• EXERCISE DETAILS:
Each line of the records that includes "mine" should be found and copied.

• PROVIDED RECORDS:
%%

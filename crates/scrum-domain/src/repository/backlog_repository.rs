//! Backlog Repositories - Abstract persistence for Backlogs and their items

use crate::model::backlog::{
    Backlog, BacklogId, BacklogItem, BacklogItemId, NewBacklog, NewBacklogItem,
};
use crate::repository::RepositoryError;

/// Backlog Repository Trait
///
/// This is a PORT in hexagonal architecture.
/// Backlogs and their items are never edited once created, so neither
/// port has an update operation.
pub trait BacklogRepository {
    /// Persist a new backlog, assigning its id
    fn insert(&mut self, backlog: NewBacklog) -> Result<Backlog, RepositoryError>;

    /// Find a backlog by ID
    fn find_by_id(&self, id: BacklogId) -> Result<Option<Backlog>, RepositoryError>;

    /// All backlogs, in persistence order
    fn find_all(&self) -> Result<Vec<Backlog>, RepositoryError>;

    /// Check if a backlog exists
    fn exists(&self, id: BacklogId) -> Result<bool, RepositoryError> {
        Ok(self.find_by_id(id)?.is_some())
    }
}

/// Backlog Item Repository Trait
pub trait BacklogItemRepository {
    /// Persist a new backlog item, assigning its id
    fn insert(&mut self, item: NewBacklogItem) -> Result<BacklogItem, RepositoryError>;

    /// Find a backlog item by ID
    fn find_by_id(&self, id: BacklogItemId) -> Result<Option<BacklogItem>, RepositoryError>;

    /// All backlog items, in persistence order
    fn find_all(&self) -> Result<Vec<BacklogItem>, RepositoryError>;

    /// Items owned by one backlog, in persistence order
    fn find_by_backlog(&self, backlog_id: BacklogId) -> Result<Vec<BacklogItem>, RepositoryError> {
        Ok(self
            .find_all()?
            .into_iter()
            .filter(|item| item.belongs_to(backlog_id))
            .collect())
    }

    /// Count all backlog items
    fn count(&self) -> Result<usize, RepositoryError> {
        Ok(self.find_all()?.len())
    }
}

#[cfg(test)]
mod tests {
    use super::*;

    /// Vec-backed implementation for testing the default methods
    struct VecBacklogItemRepo {
        items: Vec<BacklogItem>,
    }

    impl BacklogItemRepository for VecBacklogItemRepo {
        fn insert(&mut self, item: NewBacklogItem) -> Result<BacklogItem, RepositoryError> {
            let item = item.with_id(BacklogItemId::new(self.items.len() as u64 + 1));
            self.items.push(item.clone());
            Ok(item)
        }

        fn find_by_id(&self, id: BacklogItemId) -> Result<Option<BacklogItem>, RepositoryError> {
            Ok(self.items.iter().find(|i| i.id() == id).cloned())
        }

        fn find_all(&self) -> Result<Vec<BacklogItem>, RepositoryError> {
            Ok(self.items.clone())
        }
    }

    #[test]
    fn test_find_by_backlog_filters_and_keeps_order() {
        let mut repo = VecBacklogItemRepo { items: Vec::new() };
        let mine = BacklogId::new(1);
        let other = BacklogId::new(2);

        repo.insert(NewBacklogItem::new(mine, "first", "")).unwrap();
        repo.insert(NewBacklogItem::new(other, "foreign", "")).unwrap();
        repo.insert(NewBacklogItem::new(mine, "second", "")).unwrap();

        let titles: Vec<String> = repo
            .find_by_backlog(mine)
            .unwrap()
            .iter()
            .map(|i| i.title().to_string())
            .collect();
        assert_eq!(titles, vec!["first", "second"]);
        assert_eq!(repo.count().unwrap(), 3);
    }
}
//! Backlog use-case service.
//!
//! Creates backlogs and fills them with backlog items. Items come back in
//! the order they were added.

use scrum_domain::{
    Backlog, BacklogId, BacklogItem, BacklogItemId, BacklogItemRepository, BacklogRepository,
    NewBacklog, NewBacklogItem,
};
use tracing::{debug, info};

use crate::error::{Result, ServiceError};

/// Backlog service facade over repository implementations.
#[derive(Debug, Clone)]
pub struct BacklogService<B, I> {
    backlogs: B,
    items: I,
}

impl<B, I> BacklogService<B, I>
where
    B: BacklogRepository,
    I: BacklogItemRepository,
{
    pub fn new(backlogs: B, items: I) -> Self {
        Self { backlogs, items }
    }

    /// Creates and persists a new, empty backlog.
    pub fn create_backlog(&mut self) -> Result<Backlog> {
        let backlog = self.backlogs.insert(NewBacklog::new())?;
        info!(backlog_id = %backlog.id(), "Backlog created");
        Ok(backlog)
    }

    /// Adds one item to an existing backlog.
    pub fn add_item(
        &mut self,
        title: impl Into<String>,
        description: impl Into<String>,
        backlog_id: BacklogId,
    ) -> Result<BacklogItem> {
        let backlog = self.backlog(backlog_id)?;
        let item = self
            .items
            .insert(NewBacklogItem::new(backlog.id(), title, description))?;
        info!(
            backlog_id = %backlog.id(),
            backlog_item_id = %item.id(),
            title = item.title(),
            "Backlog item added"
        );
        Ok(item)
    }

    /// Items of one backlog, in the order they were added.
    pub fn all_items(&self, backlog_id: BacklogId) -> Result<Vec<BacklogItem>> {
        let backlog = self.backlog(backlog_id)?;
        let items = self.items.find_by_backlog(backlog.id())?;
        debug!(backlog_id = %backlog_id, count = items.len(), "Listed backlog items");
        Ok(items)
    }

    pub fn backlog(&self, backlog_id: BacklogId) -> Result<Backlog> {
        self.backlogs
            .find_by_id(backlog_id)?
            .ok_or_else(|| ServiceError::not_found("Backlog", backlog_id))
    }

    pub fn all_backlogs(&self) -> Result<Vec<Backlog>> {
        Ok(self.backlogs.find_all()?)
    }

    /// One item, only if it is owned by the given backlog.
    pub fn item(&self, backlog_id: BacklogId, item_id: BacklogItemId) -> Result<BacklogItem> {
        self.items
            .find_by_id(item_id)?
            .filter(|item| item.belongs_to(backlog_id))
            .ok_or_else(|| ServiceError::not_found("Backlog item", item_id))
    }
}

#[cfg(test)]
mod tests {
    use super::*;
    use scrum_adapter::{InMemoryBacklogItemRepository, InMemoryBacklogRepository};

    type Service = BacklogService<InMemoryBacklogRepository, InMemoryBacklogItemRepository>;

    fn service() -> Service {
        BacklogService::new(
            InMemoryBacklogRepository::new(),
            InMemoryBacklogItemRepository::new(),
        )
    }

    fn titles(items: &[BacklogItem]) -> Vec<&str> {
        items.iter().map(|i| i.title()).collect()
    }

    #[test]
    fn test_new_backlog_is_empty() {
        let mut service = service();

        let backlog = service.create_backlog().unwrap();
        assert!(service.all_items(backlog.id()).unwrap().is_empty());
        assert_eq!(service.all_backlogs().unwrap(), vec![backlog]);
    }

    #[test]
    fn test_items_come_back_in_insertion_order() {
        let mut service = service();
        let backlog = service.create_backlog().unwrap();

        service.add_item("bug", "fix me", backlog.id()).unwrap();
        service.add_item("feature", "build me", backlog.id()).unwrap();
        service.add_item("chore", "clean me", backlog.id()).unwrap();

        let items = service.all_items(backlog.id()).unwrap();
        assert_eq!(titles(&items), vec!["bug", "feature", "chore"]);
        assert_eq!(items[0].description(), "fix me");
    }

    #[test]
    fn test_items_never_leak_between_backlogs() {
        let mut service = service();
        let first = service.create_backlog().unwrap();
        let second = service.create_backlog().unwrap();

        service.add_item("a", "", first.id()).unwrap();
        service.add_item("b", "", second.id()).unwrap();
        service.add_item("c", "", first.id()).unwrap();

        assert_eq!(titles(&service.all_items(first.id()).unwrap()), vec!["a", "c"]);
        assert_eq!(titles(&service.all_items(second.id()).unwrap()), vec!["b"]);
    }

    #[test]
    fn test_add_item_to_unknown_backlog() {
        let mut service = service();

        let err = service
            .add_item("bug", "fix me", BacklogId::new(404))
            .unwrap_err();
        assert!(err.is_not_found());
    }

    #[test]
    fn test_all_items_of_unknown_backlog() {
        let service = service();

        let err = service.all_items(BacklogId::new(404)).unwrap_err();
        assert!(matches!(err, ServiceError::NotFound { entity: "Backlog", .. }));
    }

    #[test]
    fn test_item_is_scoped_to_backlog() {
        let mut service = service();
        let first = service.create_backlog().unwrap();
        let second = service.create_backlog().unwrap();
        let item = service.add_item("bug", "fix me", first.id()).unwrap();

        assert_eq!(service.item(first.id(), item.id()).unwrap(), item);
        assert!(service.item(second.id(), item.id()).unwrap_err().is_not_found());
    }
}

%%

• OUTPUT:
        let mine = BacklogId::new(1);
        repo.insert(NewBacklogItem::new(mine, "first", "")).unwrap();
        repo.insert(NewBacklogItem::new(mine, "second", "")).unwrap();
            .find_by_backlog(mine)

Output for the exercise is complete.